Thirst

Thirst (2009)

Thirst review first published by Film4

Synopsis: Park Chan-wook (Oldboy) directs, produces and co-writes this melodramatic horror oddity.

Review: The heart of Thirst may be a vampire film but its soul is a morality play, while its flesh is a sensuous playground of desire. Like his previous film I’m A Cyborg, But That’s OK (2006), Park Chan-Wook’s film ends with two lovers bathed in the light of the dawning sun – but there all similarities to anything that he has done before end, apart from the writer-director’s trademark deftness with bright colours and striking images, and some familiar faces in the cast.

Thirst is not a tense cross-border thriller like JSA Joint Security Area (2000), nor does it follow the retaliatory trajectory of the so-called ‘revenge trilogy’ Sympathy For Mr Vengeance (2002), Oldboy (2003) and Lady Vengeance (2005). Rather, Thirst is ostensibly Park’s first foray into feature-length horror (following his short Cut that formed part of the 2004 anthology Three Extremes) – except that, even as a vampire film, Thirst is far from conventional.

From the moment we first meet Catholic priest Sang-Hyun (Song Kang-Ho) – administering to the sick and dying in a hospital, trying to offer advice and solace as he takes confession, and even selflessly volunteering for an experimental medical programme – it is clear that he is a good man. His self-denying prayers for suffering are answered in Africa where he becomes hideously infected, suffers a severe haemorrhage, and is pronounced deceased on a surgical table during an emergency transfusion. But this Jesus-like figure will indeed come back from the dead only to start living the life of sin and sensuality that he had long resisted and repressed.

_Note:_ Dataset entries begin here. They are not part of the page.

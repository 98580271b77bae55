//! Loads a bridge configuration, asks for an Atlassian token on behalf of a fresh user, and prints
//! the consent prompt the agent would relay.

// std
use std::sync::Arc;
// crates.io
use color_eyre::Result;
use serde_json::json;
use time::{Duration, OffsetDateTime};
// self
use delegated_auth_bridge::{
	auth::{Principal, SubjectId},
	config::BridgeConfig,
	confluence::ConfluenceClient,
	flows::ReqwestAuthorizer,
	reqwest::Client,
	service::DefaultProviderStrategy,
	store::MemoryStore,
	tool::ToolInvoker,
};

const CONFIG: &str = r#"{
	"inbound": {
		"issuer": "https://cognito-idp.us-east-1.amazonaws.com/us-east-1_Example",
		"audience": "demo-agent"
	},
	"services": [{
		"id": "atlassian",
		"client_id": "demo-client",
		"client_secret": "demo-secret",
		"authorization_endpoint": "https://auth.atlassian.com/authorize",
		"token_endpoint": "https://auth.atlassian.com/oauth/token",
		"redirect_uri": "https://agent.example.com/oauth/callback",
		"scopes": "read:confluence-content.all write:confluence-content offline_access",
		"scopes_env": "atlassian_scopes",
		"authorize_params": { "audience": "api.atlassian.com", "prompt": "consent" }
	}]
}"#;

#[tokio::main]
async fn main() -> Result<()> {
	color_eyre::install()?;

	let config = BridgeConfig::from_json_str(CONFIG)?;
	let authorizer = config.apply(ReqwestAuthorizer::new(
		Arc::new(MemoryStore::default()),
		Arc::new(DefaultProviderStrategy),
	)?)?;
	let confluence = ConfluenceClient::atlassian(Client::new(), "atlassian".parse()?)?;
	let invoker = confluence
		.tools()
		.into_iter()
		.fold(ToolInvoker::new(authorizer), |invoker, tool| invoker.with_tool(tool));
	// In production the principal comes from `Verifier::verify` on the inbound bearer token.
	let principal = Principal::new(
		SubjectId::new("demo-user")?,
		config.inbound.issuer.as_str(),
		OffsetDateTime::now_utc() + Duration::hours(1),
	);
	let outcome = invoker
		.invoke_named(
			&principal,
			"search_confluence_by_text",
			json!({ "search_text": "roadmap", "limit": 5 }),
		)
		.await?;

	println!("Registered tools: {:?}.", invoker.tool_names().collect::<Vec<_>>());
	println!("{}", serde_json::to_string_pretty(&outcome.to_agent_json())?);

	if let Some(request) = outcome.consent() {
		println!("Redirect handler must call complete_consent with state `{}`.", request.state);
	}

	Ok(())
}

“When you’re dead, you’re dead,” Sang-Hyun tells his blind, elderly mentor (Park In-Hwan) back at the seminary, but in fact the miraculously resurrected priest seems to be undead. He catches sight (and, more importantly, scent) of Tae-Ju (Kim Ok-Vin), who was once the object of his boyhood affections and is now unhappily married to ‘idiot’ Kang-Woo (Shin Ha-Kyun). Sang-Hyun’s burgeoning appetites lead him to slip inexorably into exploitation, adultery, murder and worse, as he all the while struggles to justify his actions and to steer himself back towards redemptive martyrdom.

With his enhanced strength and senses, his acute aversion to sunlight, and his insatiable lust for blood, there is little doubting Sang-Hyun’s status as a creature of the night. However, Park prefers to play out this horror tale as mordant morality melodrama. Its domesticated adultery-and-mahjong scenario is one fifth In The Mood For Love (2000), one fifth The Postman Always Rings Twice (1981), and three fifths Émile Zola’s 1867 novel Thérèse Raquin (filmed by Marcel Carné in 1953, and openly acknowledged as a source by Park) – none of which featured priests and vampires at all. And there is always the question of whether Sang-Hyun’s undead adventures are meant to be taken at face value or are, as one character puts it, ‘all psychological’. For the latter, think something like The Last Temptation Of Christ (1988) as reimagined by a priest dying in an African intensive care unit as he confronts his own innate sinfulness before finally going the way of all flesh. Either way, Sang-Hyun ends up more or less back at the point where his vampiric escapade first began.

Before he gets there, though, we are treated to Eros and Thanatos in their most fetishistic forms. Feet are worshipped, toes and underarms are licked, shoulders are nibbled, sex is had on loud-sloshing waterbeds and bodies are bled and devoured. It is a parade of rampant, seductive carnality, into which Sang-Hyun, and we with him, readily fall.

In a Nutshell: a heady vision of humanity’s darker desires, Thirst is sometimes grotesque, sometimes shocking and often very funny.  Its only flaw is its ungainly duration: like someone who has (however temporarily) cheated death, Park’s film lasts somewhat longer than it naturally should.